Contact Us For A Free Consultation: (212) 425-5191

Unparalleled Experience And A Tradition Of Winning Appeals

Mischel & Horn, P.C. | Dedicated Appellate Counsel

Unparalleled Experience And A Tradition Of Winning Appeals

June 8, 2016 – M&H Defeats Hospital’s Attempt To Win Summary Judgment

In this personal injury action grounded in a theory of premises liability, the Appellate Division, Second Judicial Department, in accordance with M&H’s arguments on appeal, affirmed the lower court’s denial of the defendant’s summary judgment motion, finding that triable issues of fact exist regarding whether the defect was trivial as a matter of law.

Baird v Four Winds Hosp.
2016 NY Slip Op 04371
Decided on June 8, 2016
Appellate Division, Second Department
Published by New York State Law Reporting Bureau pursuant to Judiciary Law § 431.
This opinion is uncorrected and subject to revision before publication in the Official Reports.

Decided on June 8, 2016 SUPREME COURT OF THE STATE OF NEW YORK Appellate
Division, Second Judicial Department
JOHN M. LEVENTHAL, J.P.
CHERYL E. CHAMBERS
SYLVIA O. HINDS-RADIX
FRANCESCA E. CONNOLLY, JJ.

2015-03453

(Index No. 600514/12)

[*1] Karen Baird, respondent,

v

Four Winds Hospital, et al., appellants.

Phelan, Phelan & Danek, LLP, Albany, NY (Ryan A. Perry of counsel), for appellants.

Dell & Dean, PLLC (Mischel & Horn, P.C., New York, NY [Scott T. Horn], of counsel), for respondent.

DECISION & ORDER

In an action to recover damages for personal injuries, the defendants appeal, as limited by their brief, from so much of an order of the Supreme Court, Nassau County (Murphy, J.), entered February 17, 2015, as denied their motion for summary judgment dismissing the complaint.

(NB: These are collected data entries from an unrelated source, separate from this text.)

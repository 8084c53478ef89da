use axum::{extract::State, http::StatusCode, response::IntoResponse, Json};
use service_core::error::AppError;

use crate::{
    dtos::auth::{ResendVerificationRequest, SignupRequest, SignupResponse, VerifyEmailRequest},
    dtos::MessageResponse,
    middleware::{AppContext, AppId},
    utils::ValidatedJson,
    AppState,
};

/// Register a new end user under the authenticated application.
pub async fn signup(
    State(state): State<AppState>,
    AppContext(application): AppContext,
    ValidatedJson(req): ValidatedJson<SignupRequest>,
) -> Result<impl IntoResponse, AppError> {
    let user = state.auth.signup(&application, req).await?;
    Ok((
        StatusCode::CREATED,
        Json(SignupResponse {
            user: user.into(),
            message: "Registration successful. Please check your email to verify your account."
                .to_string(),
        }),
    ))
}

/// Confirm an email verification token.
pub async fn verify_email(
    State(state): State<AppState>,
    AppId(app_id): AppId,
    ValidatedJson(req): ValidatedJson<VerifyEmailRequest>,
) -> Result<impl IntoResponse, AppError> {
    state.auth.verify_email(&app_id, &req.token).await?;
    Ok(Json(MessageResponse::new("Email verified successfully")))
}

/// Request a fresh verification email. The response is identical whether or
/// not the address exists.
pub async fn request_verification(
    State(state): State<AppState>,
    AppContext(application): AppContext,
    ValidatedJson(req): ValidatedJson<ResendVerificationRequest>,
) -> Result<impl IntoResponse, AppError> {
    state
        .auth
        .request_email_verification(&application, &req.email)
        .await?;
    Ok(Json(MessageResponse::new(
        "If the email exists, a verification link has been sent",
    )))
}
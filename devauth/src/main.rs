use devauth::{
    build_router,
    config::DevAuthConfig,
    db,
    services::{
        ApiKeyService, AuthService, AuthStore, BruteForceGuard, CleanupService, CounterStore,
        EmailProvider, JwtService, PgStore, PortalService, RateLimiter, RedisCounterStore,
        SecretCipher, SmtpMailer,
    },
    AppState,
};
use service_core::error::AppError;
use service_core::observability::logging::init_tracing;
use std::net::SocketAddr;
use std::sync::Arc;
use std::time::Duration;
use tokio::signal;

#[tokio::main]
async fn main() -> Result<(), AppError> {
    // Load configuration - fail fast if invalid.
    let config = DevAuthConfig::from_env()?;

    init_tracing(&config.service_name, &config.log_level);

    tracing::info!(
        service = %config.service_name,
        version = %config.service_version,
        environment = ?config.environment,
        "Starting authentication service"
    );

    // Persistent store.
    let pool = db::create_pool(&config.database).await?;
    db::run_migrations(&pool)
        .await
        .map_err(|e| AppError::Database(e.into()))?;
    let store: Arc<dyn AuthStore> = Arc::new(PgStore::new(pool));

    // Counter store for rate limiting and lockout.
    let counters: Arc<dyn CounterStore> = Arc::new(RedisCounterStore::new(&config.redis).await?);

    // Outbound email.
    let mailer: Arc<dyn EmailProvider> = Arc::new(SmtpMailer::new(&config.smtp)?);

    // Token and secret primitives.
    let jwt = JwtService::new(&config.jwt)?;
    let cipher = SecretCipher::new(&config.secrets.app_secret_encryption_key)
        .map_err(|e| AppError::Config(anyhow::Error::new(e)))?;
    tracing::info!("JWT and secret cipher initialized");

    let guard = BruteForceGuard::new(
        counters.clone(),
        config.lockout.max_attempts,
        Duration::from_secs(config.lockout.lockout_minutes * 60),
    );
    let rate_limiter = RateLimiter::new(
        counters.clone(),
        config.rate_limit.requests_per_minute,
        Duration::from_secs(config.rate_limit.window_seconds),
    );

    let auth = AuthService::new(
        store.clone(),
        mailer.clone(),
        jwt.clone(),
        guard,
        config.jwt.refresh_token_expiry_days,
        config.password.enforce_complexity,
    )?;
    let portal = PortalService::new(
        store.clone(),
        jwt.clone(),
        cipher,
        config.password.enforce_complexity,
    );
    let api_keys = ApiKeyService::new(store.clone());

    // Periodic cleanup sweeper in its own task; each run purges expired
    // one-time tokens and long-revoked sessions.
    let cleanup = CleanupService::new(store.clone());
    let cleanup_interval = config.cleanup.interval_seconds;
    tokio::spawn(async move {
        let mut ticker = tokio::time::interval(Duration::from_secs(cleanup_interval));
        // The first tick completes immediately; skip it so startup is quiet.
        ticker.tick().await;
        loop {
            ticker.tick().await;
            cleanup.run_all().await;
        }
    });

    let state = AppState {
        config: config.clone(),
        store,
        counters,
        jwt,
        auth,
        portal,
        api_keys,
        rate_limiter,
    };

    let app = build_router(state);

    let addr = SocketAddr::from(([0, 0, 0, 0], config.common.port));
    tracing::info!(address = %addr, "Listening");

    let listener = tokio::net::TcpListener::bind(addr).await?;

    axum::serve(
        listener,
        app.into_make_service_with_connect_info::<SocketAddr>(),
    )
    .with_graceful_shutdown(shutdown_signal())
    .await?;

    tracing::info!("Service shutdown complete");
    Ok(())
}

async fn shutdown_signal() {
    let ctrl_c = async {
        if let Err(e) = signal::ctrl_c().await {
            tracing::error!(error = %e, "Failed to install Ctrl+C handler");
        }
    };

    #[cfg(unix)]
    let terminate = async {
        match signal::unix::signal(signal::unix::SignalKind::terminate()) {
            Ok(mut stream) => {
                stream.recv().await;
            }
            Err(e) => tracing::error!(error = %e, "Failed to install signal handler"),
        }
    };

    #[cfg(not(unix))]
    let terminate = std::future::pending::<()>();

    tokio::select! {
        _ = ctrl_c => {
            tracing::info!("Received SIGINT, starting graceful shutdown");
        },
        _ = terminate => {
            tracing::info!("Received SIGTERM, starting graceful shutdown");
        },
    }
}
//! Periodic purge of expired one-time tokens and long-revoked sessions.
//!
//! Each purge is its own transaction and each logs its row count; `run_all`
//! logs failures and carries on, so one broken purge never blocks the
//! others. All three are idempotent.

use chrono::{Duration, Utc};
use std::sync::Arc;

use crate::services::error::ServiceError;
use crate::services::store::AuthStore;

/// Verification tokens stay queryable for 48h past expiry.
const VERIFICATION_GRACE_HOURS: i64 = 48;
/// Reset tokens stay queryable for 24h past expiry.
const RESET_GRACE_HOURS: i64 = 24;
/// Revoked sessions are retained for 90 days.
const SESSION_RETENTION_DAYS: i64 = 90;

#[derive(Clone)]
pub struct CleanupService {
    store: Arc<dyn AuthStore>,
}

impl CleanupService {
    pub fn new(store: Arc<dyn AuthStore>) -> Self {
        Self { store }
    }

    /// Delete email verification tokens that expired more than 48h ago.
    pub async fn cleanup_expired_verification_tokens(&self) -> Result<u64, ServiceError> {
        let cutoff = Utc::now() - Duration::hours(VERIFICATION_GRACE_HOURS);
        let deleted = self.store.purge_verification_tokens(cutoff).await?;
        tracing::info!(deleted, "Cleaned up expired email verification tokens");
        Ok(deleted)
    }

    /// Delete password reset tokens that expired more than 24h ago.
    pub async fn cleanup_expired_reset_tokens(&self) -> Result<u64, ServiceError> {
        let cutoff = Utc::now() - Duration::hours(RESET_GRACE_HOURS);
        let deleted = self.store.purge_reset_tokens(cutoff).await?;
        tracing::info!(deleted, "Cleaned up expired password reset tokens");
        Ok(deleted)
    }

    /// Delete sessions revoked more than 90 days ago.
    pub async fn cleanup_old_revoked_sessions(&self) -> Result<u64, ServiceError> {
        let cutoff = Utc::now() - Duration::days(SESSION_RETENTION_DAYS);
        let deleted = self.store.purge_revoked_sessions(cutoff).await?;
        tracing::info!(deleted, "Cleaned up old revoked sessions");
        Ok(deleted)
    }

    /// Run every purge; a failure in one is logged and the rest still run.
    pub async fn run_all(&self) {
        if let Err(e) = self.cleanup_expired_verification_tokens().await {
            tracing::error!(error = %e, "Error cleaning up verification tokens");
        }
        if let Err(e) = self.cleanup_expired_reset_tokens().await {
            tracing::error!(error = %e, "Error cleaning up reset tokens");
        }
        if let Err(e) = self.cleanup_old_revoked_sessions().await {
            tracing::error!(error = %e, "Error cleaning up revoked sessions");
        }
    }
}

#[cfg(test)]
mod tests {
    use super::*;
    use crate::models::{EmailVerificationToken, PasswordResetToken, Session};
    use crate::services::memory::InMemoryStore;
    use uuid::Uuid;

    fn expired_verification(user_id: Uuid, hours_past_grace: i64) -> EmailVerificationToken {
        let mut token = EmailVerificationToken::new(user_id, "hash".to_string());
        token.expires_at =
            Utc::now() - Duration::hours(VERIFICATION_GRACE_HOURS + hours_past_grace);
        token
    }

    fn expired_reset(user_id: Uuid, hours_past_grace: i64) -> PasswordResetToken {
        let mut token = PasswordResetToken::new(user_id, "hash".to_string());
        token.expires_at = Utc::now() - Duration::hours(RESET_GRACE_HOURS + hours_past_grace);
        token
    }

    fn old_revoked_session(user_id: Uuid, days_past_retention: i64) -> Session {
        let mut session = Session::new_with_id(
            Uuid::new_v4(),
            user_id,
            "app_1".to_string(),
            "hash".to_string(),
            None,
            None,
            7,
        );
        session.revoked = true;
        session.revoked_at =
            Some(Utc::now() - Duration::days(SESSION_RETENTION_DAYS + days_past_retention));
        session
    }

    #[tokio::test]
    async fn purges_only_rows_past_grace() {
        let store = Arc::new(InMemoryStore::new());
        let cleanup = CleanupService::new(store.clone());
        let user_id = Uuid::new_v4();

        store
            .insert_email_verification_token(&expired_verification(user_id, 1))
            .await
            .unwrap();
        store
            .insert_email_verification_token(&EmailVerificationToken::new(
                user_id,
                "fresh".to_string(),
            ))
            .await
            .unwrap();

        assert_eq!(
            cleanup.cleanup_expired_verification_tokens().await.unwrap(),
            1
        );
    }

    #[tokio::test]
    async fn revoked_session_purge_leaves_live_sessions() {
        let store = Arc::new(InMemoryStore::new());
        let cleanup = CleanupService::new(store.clone());
        let user_id = Uuid::new_v4();

        store
            .insert_session(&old_revoked_session(user_id, 5))
            .await
            .unwrap();
        let live = Session::new_with_id(
            Uuid::new_v4(),
            user_id,
            "app_1".to_string(),
            "hash".to_string(),
            None,
            None,
            7,
        );
        store.insert_session(&live).await.unwrap();

        assert_eq!(cleanup.cleanup_old_revoked_sessions().await.unwrap(), 1);
        assert_eq!(store.list_sessions_for_user(user_id).await.unwrap().len(), 1);
    }

    #[tokio::test]
    async fn second_run_deletes_nothing() {
        let store = Arc::new(InMemoryStore::new());
        let cleanup = CleanupService::new(store.clone());
        let user_id = Uuid::new_v4();

        store
            .insert_email_verification_token(&expired_verification(user_id, 1))
            .await
            .unwrap();
        store
            .insert_password_reset_token(&expired_reset(user_id, 1))
            .await
            .unwrap();
        store
            .insert_session(&old_revoked_session(user_id, 1))
            .await
            .unwrap();

        cleanup.run_all().await;

        assert_eq!(
            cleanup.cleanup_expired_verification_tokens().await.unwrap(),
            0
        );
        assert_eq!(cleanup.cleanup_expired_reset_tokens().await.unwrap(), 0);
        assert_eq!(cleanup.cleanup_old_revoked_sessions().await.unwrap(), 0);
    }
}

ORDERED that the order is affirmed insofar as appealed from, with costs.

The plaintiff allegedly was injured when she tripped and fell on a crack in a sidewalk on the defendants’ property. The plaintiff thereafter commenced this action against the defendants, and the defendants moved for summary judgment dismissing the complaint, contending that the alleged defect was trivial as a matter of law and, therefore, not actionable. The Supreme Court denied the motion.

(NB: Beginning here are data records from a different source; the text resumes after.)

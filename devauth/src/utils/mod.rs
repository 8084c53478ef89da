pub mod password;
pub mod token;
pub mod validation;

pub use password::{hash_password, validate_password_strength, verify_password};
pub use token::{generate_api_key, generate_secure_token, hash_token, verify_token_hash};
pub use validation::ValidatedJson;
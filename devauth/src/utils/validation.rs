use axum::{
    extract::{FromRequest, Request},
    Json,
};
use serde::de::DeserializeOwned;
use service_core::error::AppError;
use validator::Validate;

/// JSON extractor that runs `validator` rules before the handler sees the
/// payload.
pub struct ValidatedJson<T>(pub T);

#[axum::async_trait]
impl<T, S> FromRequest<S> for ValidatedJson<T>
where
    T: DeserializeOwned + Validate + 'static,
    S: Send + Sync,
{
    type Rejection = AppError;

    async fn from_request(req: Request, state: &S) -> Result<Self, Self::Rejection> {
        let Json(value) = Json::<T>::from_request(req, state)
            .await
            .map_err(|e| AppError::BadRequest {
                code: "INVALID_JSON",
                message: format!("Json parse error: {}", e),
            })?;

        value.validate()?;

        Ok(ValidatedJson(value))
    }
}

A property owner may not be held liable for trivial defects, not constituting a trap or nuisance, over which a pedestrian might merely stumble, stub his or her toes, or trip (see Mazza v Our Lady of Perpetual Help R.C. Church, 134 AD3d 1073, 1074; Louima v Jims Realty, LLC, 125 AD3d 943, 944). In determining whether a defect is trivial, the court must examine all the facts presented, including “width, depth, elevation, irregularity and appearance of the defect along with the time, place and circumstance of the injury” (Trincere v County of Suffolk, 90 NY2d 976, 978 [internal quotation marks omitted]; see Hutchinson v Sheridan Hill House Corp., 26 NY3d 66, 77). “[There] is no minimal dimension test or per se rule that a defect must be of a certain minimum height or depth in order to be actionable” (Trincere v County of Suffolk, 90 NY2d at 977 [internal quotation marks omitted]).

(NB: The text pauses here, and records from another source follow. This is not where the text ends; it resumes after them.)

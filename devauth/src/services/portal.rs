//! Developer portal: developer accounts and application management.

use std::sync::Arc;
use uuid::Uuid;

use crate::dtos::portal::{CreateApplicationRequest, DeveloperLoginRequest, DeveloperSignupRequest};
use crate::models::{Application, Developer};
use crate::services::error::ServiceError;
use crate::services::jwt::JwtService;
use crate::services::secrets::SecretCipher;
use crate::services::store::AuthStore;
use crate::utils::{
    generate_secure_token, hash_password, validate_password_strength, verify_password,
};

/// Pseudo tenant id carried by portal access tokens.
pub const PORTAL_APP_ID: &str = "portal";

/// Length of the public application identifier.
const APP_ID_CHARS: usize = 32;
/// Byte length of the generated application secret.
const APP_SECRET_BYTES: usize = 48;

#[derive(Clone)]
pub struct PortalService {
    store: Arc<dyn AuthStore>,
    jwt: JwtService,
    cipher: SecretCipher,
    enforce_password_complexity: bool,
}

impl PortalService {
    pub fn new(
        store: Arc<dyn AuthStore>,
        jwt: JwtService,
        cipher: SecretCipher,
        enforce_password_complexity: bool,
    ) -> Self {
        Self {
            store,
            jwt,
            cipher,
            enforce_password_complexity,
        }
    }

    pub async fn developer_signup(
        &self,
        req: DeveloperSignupRequest,
    ) -> Result<Developer, ServiceError> {
        validate_password_strength(&req.password, self.enforce_password_complexity)
            .map_err(ServiceError::InvalidPassword)?;

        if self
            .store
            .find_developer_by_email(&req.email)
            .await?
            .is_some()
        {
            return Err(ServiceError::EmailExists);
        }

        let developer = Developer::new(req.email, hash_password(&req.password)?, req.name);
        self.store.insert_developer(&developer).await?;

        tracing::info!(developer_id = %developer.id, "Developer registered");
        Ok(developer)
    }

    /// Authenticate a developer and issue a portal access token.
    pub async fn developer_login(
        &self,
        req: DeveloperLoginRequest,
    ) -> Result<(Developer, String), ServiceError> {
        let developer = self
            .store
            .find_developer_by_email(&req.email)
            .await?
            .filter(|d| verify_password(&req.password, &d.password_hash))
            .ok_or(ServiceError::InvalidCredentials)?;

        let access_token =
            self.jwt
                .issue_access_token(developer.id, PORTAL_APP_ID, &developer.email)?;

        Ok((developer, access_token))
    }

    /// Create an application, returning the row and the plaintext secret.
    /// The secret is persisted only as ciphertext and shown exactly once.
    pub async fn create_application(
        &self,
        developer_id: Uuid,
        req: CreateApplicationRequest,
    ) -> Result<(Application, String), ServiceError> {
        if self
            .store
            .find_developer_by_id(developer_id)
            .await?
            .is_none()
        {
            return Err(ServiceError::DeveloperNotFound);
        }

        let mut app_id = generate_secure_token(APP_ID_CHARS);
        app_id.truncate(APP_ID_CHARS);
        let app_secret = generate_secure_token(APP_SECRET_BYTES);
        let app_secret_encrypted = self
            .cipher
            .encrypt(&app_secret)
            .map_err(|e| ServiceError::Internal(e.into()))?;

        let application = Application::new(
            developer_id,
            req.name,
            req.environment,
            app_id,
            app_secret_encrypted,
        );
        self.store.insert_application(&application).await?;

        tracing::info!(
            developer_id = %developer_id,
            app_id = %application.app_id,
            "Application created"
        );

        Ok((application, app_secret))
    }

    pub async fn list_applications(
        &self,
        developer_id: Uuid,
    ) -> Result<Vec<Application>, ServiceError> {
        Ok(self.store.list_applications(developer_id).await?)
    }

    pub async fn get_application(
        &self,
        developer_id: Uuid,
        app_id: &str,
    ) -> Result<Application, ServiceError> {
        self.store
            .find_application_for_developer(app_id, developer_id)
            .await?
            .ok_or(ServiceError::ApplicationNotFound)
    }

    /// Delete an application; the store cascades to its users, sessions,
    /// keys, and tokens.
    pub async fn delete_application(
        &self,
        developer_id: Uuid,
        app_id: &str,
    ) -> Result<(), ServiceError> {
        let application = self.get_application(developer_id, app_id).await?;
        self.store.delete_application(application.id).await?;

        tracing::info!(app_id = %app_id, "Application deleted");
        Ok(())
    }
}

#[cfg(test)]
mod tests {
    use super::*;
    use crate::config::{JwtConfig, DEFAULT_DEV_JWT_PRIVATE_KEY, DEFAULT_DEV_JWT_PUBLIC_KEY};
    use crate::models::AppEnvironment;
    use crate::services::memory::InMemoryStore;

    const TEST_KEY: &str = "MDEyMzQ1Njc4OUFCQ0RFRjAxMjM0NTY3ODlBQkNERUY=";

    fn service() -> (PortalService, Arc<InMemoryStore>, SecretCipher) {
        let store = Arc::new(InMemoryStore::new());
        let jwt = JwtService::new(&JwtConfig {
            private_key: DEFAULT_DEV_JWT_PRIVATE_KEY.to_string(),
            public_key: DEFAULT_DEV_JWT_PUBLIC_KEY.to_string(),
            access_token_expiry_minutes: 15,
            refresh_token_expiry_days: 7,
        })
        .unwrap();
        let cipher = SecretCipher::new(TEST_KEY).unwrap();
        (
            PortalService::new(store.clone(), jwt, cipher.clone(), false),
            store,
            cipher,
        )
    }

    fn signup_req() -> DeveloperSignupRequest {
        DeveloperSignupRequest {
            email: "dev@example.com".to_string(),
            password: "Passw0rd!".to_string(),
            name: Some("Dev".to_string()),
        }
    }

    #[tokio::test]
    async fn application_secret_is_stored_encrypted_and_recoverable() {
        let (portal, store, cipher) = service();
        let developer = portal.developer_signup(signup_req()).await.unwrap();

        let (application, plaintext_secret) = portal
            .create_application(
                developer.id,
                CreateApplicationRequest {
                    name: "My App".to_string(),
                    environment: AppEnvironment::Dev,
                },
            )
            .await
            .unwrap();

        assert_eq!(application.app_id.len(), APP_ID_CHARS);
        let stored = store
            .find_application_by_app_id(&application.app_id)
            .await
            .unwrap()
            .unwrap();
        assert_ne!(stored.app_secret_encrypted, plaintext_secret);
        assert_eq!(
            cipher.decrypt(&stored.app_secret_encrypted).unwrap(),
            plaintext_secret
        );
    }

    #[tokio::test]
    async fn login_issues_portal_scoped_token() {
        let (portal, _, _) = service();
        portal.developer_signup(signup_req()).await.unwrap();

        let (developer, token) = portal
            .developer_login(DeveloperLoginRequest {
                email: "dev@example.com".to_string(),
                password: "Passw0rd!".to_string(),
            })
            .await
            .unwrap();

        assert_eq!(developer.email, "dev@example.com");
        assert!(!token.is_empty());
    }

    #[tokio::test]
    async fn deleting_application_requires_ownership() {
        let (portal, _, _) = service();
        let owner = portal.developer_signup(signup_req()).await.unwrap();
        let (application, _) = portal
            .create_application(
                owner.id,
                CreateApplicationRequest {
                    name: "My App".to_string(),
                    environment: AppEnvironment::Dev,
                },
            )
            .await
            .unwrap();

        let err = portal
            .delete_application(Uuid::new_v4(), &application.app_id)
            .await
            .unwrap_err();
        assert!(matches!(err, ServiceError::ApplicationNotFound));

        portal
            .delete_application(owner.id, &application.app_id)
            .await
            .unwrap();
    }
}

Here, the defendants failed to establish their prima facie entitlement to judgment as a matter of law (see Alvarez v Prospect Hosp., 68 NY2d 320; Zuckerman v City of New York, 49 NY2d 557). In support of their motion, the defendants submitted, inter alia, transcripts of the deposition testimony of the plaintiff and the Director of Plans Operations of Four Winds Hospital, the affidavit of their expert witness, and various photographs that the plaintiff claimed accurately[*2]represented the condition that allegedly caused her fall. Viewed in the light most favorable to the plaintiff as the nonmovant (see Pearson v Dix McBride, LLC, 63 AD3d 895, 895), the evidence submitted by the defendants failed to eliminate triable issues of fact as to the dimensions of the defect (see Hutchinson v Sheridan Hill House Corp., 26 NY3d at 77-78; Mscichowski v 601 BBA, LLC, 134 AD3d 996, 997). Moreover, taking into consideration all of the evidence presented, including time, place, and circumstances of the plaintiff’s fall, it cannot be said that the defect was trivial as a matter of law and therefore not actionable (see Hutchinson v Sheridan Hill House Corp., 26 NY3d at 77; Trincere v County of Suffolk, 90 NY2d at 978).

Based on the foregoing, the Supreme Court properly denied the defendants’ motion for summary judgment dismissing the complaint.

LEVENTHAL, J.P., CHAMBERS, HINDS-RADIX and CONNOLLY, JJ., concur.